-------- Data under study

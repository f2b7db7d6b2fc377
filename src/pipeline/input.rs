//! Input resolution: turn a user-supplied path or URL into image bytes.
//!
//! The image is small enough to keep in memory, so URLs are downloaded
//! straight into a buffer. The format is checked from the magic bytes
//! (`image::guess_format`) before returning so callers get a meaningful
//! error rather than a decoder failure deep inside the pipeline.

use crate::error::Img2EmailError;
use image::codecs::jpeg::JpegEncoder;
use image::imageops::FilterType;
use image::{DynamicImage, ImageFormat};
use std::path::PathBuf;
use tracing::{debug, info};

/// Uploads wider than this are scaled down by [`prepare_image`].
pub const MAX_PREPARED_WIDTH: u32 = 1200;

/// JPEG quality used by [`prepare_image`].
pub const PREPARED_QUALITY: u8 = 90;

/// Image bytes with their decoded dimensions.
#[derive(Debug, Clone)]
pub struct LoadedImage {
    pub bytes: Vec<u8>,
    pub format: ImageFormat,
    pub width: u32,
    pub height: u32,
}

/// Check if the input string looks like a URL.
pub fn is_url(input: &str) -> bool {
    input.starts_with("http://") || input.starts_with("https://")
}

/// Resolve the input string to validated image bytes.
///
/// If the input is a URL, download it. If the input is a local file,
/// validate it exists and is readable.
pub async fn resolve_input(input: &str, timeout_secs: u64) -> Result<LoadedImage, Img2EmailError> {
    let bytes = if is_url(input) {
        download_url(input, timeout_secs).await?
    } else if input.contains("://") {
        return Err(Img2EmailError::InvalidInput {
            input: input.to_string(),
        });
    } else {
        read_local(input).await?
    };
    inspect_bytes(bytes)
}

/// Validate the format of in-memory bytes and read their dimensions.
pub fn inspect_bytes(bytes: Vec<u8>) -> Result<LoadedImage, Img2EmailError> {
    let format = detect_format(&bytes)?;
    let img = decode_image(&bytes)?;
    Ok(LoadedImage {
        format,
        width: img.width(),
        height: img.height(),
        bytes,
    })
}

/// Sniff the format from magic bytes; only PNG and JPEG are accepted.
pub fn detect_format(bytes: &[u8]) -> Result<ImageFormat, Img2EmailError> {
    let format = image::guess_format(bytes).map_err(|e| Img2EmailError::UnsupportedImage {
        detail: e.to_string(),
    })?;
    match format {
        ImageFormat::Png | ImageFormat::Jpeg => Ok(format),
        other => Err(Img2EmailError::UnsupportedImage {
            detail: format!("{:?} images are not supported; use PNG or JPEG", other),
        }),
    }
}

/// Decode bytes into an image. Blocking.
pub fn decode_image(bytes: &[u8]) -> Result<DynamicImage, Img2EmailError> {
    image::load_from_memory(bytes).map_err(|e| Img2EmailError::UnsupportedImage {
        detail: e.to_string(),
    })
}

/// Normalise an upload: at most 1200 px wide (never enlarged), re-encoded
/// as JPEG at quality 90.
///
/// Analysis coordinates refer to the prepared image, so callers should
/// persist and analyse the returned bytes, not the original upload.
pub async fn prepare_image(bytes: &[u8]) -> Result<LoadedImage, Img2EmailError> {
    let bytes = bytes.to_vec();
    tokio::task::spawn_blocking(move || prepare_blocking(&bytes))
        .await
        .map_err(|e| Img2EmailError::Internal(format!("Image preparation task panicked: {}", e)))?
}

fn prepare_blocking(bytes: &[u8]) -> Result<LoadedImage, Img2EmailError> {
    detect_format(bytes)?;
    let img = decode_image(bytes)?;

    let img = if img.width() > MAX_PREPARED_WIDTH {
        let height = (f64::from(img.height()) * f64::from(MAX_PREPARED_WIDTH) / f64::from(img.width()))
            .round()
            .max(1.0) as u32;
        debug!(
            "Scaling {}x{} upload to {}x{}",
            img.width(),
            img.height(),
            MAX_PREPARED_WIDTH,
            height
        );
        img.resize_exact(MAX_PREPARED_WIDTH, height, FilterType::Lanczos3)
    } else {
        img
    };

    let rgb = img.to_rgb8();
    let mut out = Vec::new();
    JpegEncoder::new_with_quality(&mut out, PREPARED_QUALITY)
        .encode_image(&rgb)
        .map_err(|e| Img2EmailError::UnsupportedImage {
            detail: format!("JPEG encoding failed: {}", e),
        })?;

    Ok(LoadedImage {
        bytes: out,
        format: ImageFormat::Jpeg,
        width: rgb.width(),
        height: rgb.height(),
    })
}

/// Read a local file, mapping I/O errors to input errors.
async fn read_local(path_str: &str) -> Result<Vec<u8>, Img2EmailError> {
    let path = PathBuf::from(path_str);

    match tokio::fs::read(&path).await {
        Ok(bytes) => {
            debug!("Read local image: {} ({} bytes)", path.display(), bytes.len());
            Ok(bytes)
        }
        Err(e) if e.kind() == std::io::ErrorKind::PermissionDenied => {
            Err(Img2EmailError::PermissionDenied { path })
        }
        Err(_) => Err(Img2EmailError::FileNotFound { path }),
    }
}

/// Download a URL into memory.
async fn download_url(url: &str, timeout_secs: u64) -> Result<Vec<u8>, Img2EmailError> {
    info!("Downloading image from: {}", url);

    let client = reqwest::Client::builder()
        .timeout(std::time::Duration::from_secs(timeout_secs))
        .build()
        .map_err(|e| Img2EmailError::DownloadFailed {
            url: url.to_string(),
            reason: e.to_string(),
        })?;

    let to_error = |e: reqwest::Error| {
        if e.is_timeout() {
            Img2EmailError::DownloadTimeout {
                url: url.to_string(),
                secs: timeout_secs,
            }
        } else {
            Img2EmailError::DownloadFailed {
                url: url.to_string(),
                reason: e.to_string(),
            }
        }
    };

    let response = client.get(url).send().await.map_err(to_error)?;

    if !response.status().is_success() {
        return Err(Img2EmailError::DownloadFailed {
            url: url.to_string(),
            reason: format!("HTTP {}", response.status()),
        });
    }

    let bytes = response.bytes().await.map_err(to_error)?;
    info!("Downloaded {} bytes", bytes.len());
    Ok(bytes.to_vec())
}

#[cfg(test)]
mod tests {
    use super::*;
    use image::{Rgb, RgbImage};
    use std::io::Cursor;

    fn png_bytes(w: u32, h: u32) -> Vec<u8> {
        let img = DynamicImage::ImageRgb8(RgbImage::from_pixel(w, h, Rgb([200, 10, 10])));
        let mut buf = Vec::new();
        img.write_to(&mut Cursor::new(&mut buf), ImageFormat::Png)
            .expect("encode png");
        buf
    }

    #[test]
    fn test_is_url() {
        assert!(is_url("https://example.com/design.png"));
        assert!(is_url("http://example.com/design.png"));
        assert!(!is_url("/tmp/design.png"));
        assert!(!is_url("design.png"));
        assert!(!is_url(""));
    }

    #[test]
    fn detect_format_accepts_png_and_rejects_text() {
        assert_eq!(detect_format(&png_bytes(2, 2)).unwrap(), ImageFormat::Png);
        let err = detect_format(b"%PDF-1.7 not an image").unwrap_err();
        assert!(matches!(err, Img2EmailError::UnsupportedImage { .. }));
    }

    #[test]
    fn inspect_reads_dimensions() {
        let loaded = inspect_bytes(png_bytes(7, 3)).unwrap();
        assert_eq!((loaded.width, loaded.height), (7, 3));
    }

    #[tokio::test]
    async fn missing_file_is_reported() {
        let err = resolve_input("/definitely/not/here.png", 5).await.unwrap_err();
        assert!(matches!(err, Img2EmailError::FileNotFound { .. }));
    }

    #[tokio::test]
    async fn unsupported_scheme_is_invalid_input() {
        let err = resolve_input("ftp://example.com/a.png", 5).await.unwrap_err();
        assert!(matches!(err, Img2EmailError::InvalidInput { .. }));
    }

    #[tokio::test]
    async fn local_file_resolves() {
        let dir = tempfile::tempdir().unwrap();
        let path = dir.path().join("design.png");
        std::fs::write(&path, png_bytes(4, 4)).unwrap();
        let loaded = resolve_input(path.to_str().unwrap(), 5).await.unwrap();
        assert_eq!(loaded.format, ImageFormat::Png);
    }

    #[tokio::test]
    async fn prepare_scales_wide_images_down() {
        let prepared = prepare_image(&png_bytes(2400, 100)).await.unwrap();
        assert_eq!((prepared.width, prepared.height), (1200, 50));
        assert_eq!(prepared.format, ImageFormat::Jpeg);
        assert_eq!(detect_format(&prepared.bytes).unwrap(), ImageFormat::Jpeg);
    }

    #[tokio::test]
    async fn prepare_never_enlarges() {
        let prepared = prepare_image(&png_bytes(300, 80)).await.unwrap();
        assert_eq!((prepared.width, prepared.height), (300, 80));
    }
}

----------------

Work task » Checking each line of the data, count the ones containing "their", and give only that count.

Solution to the problem » 2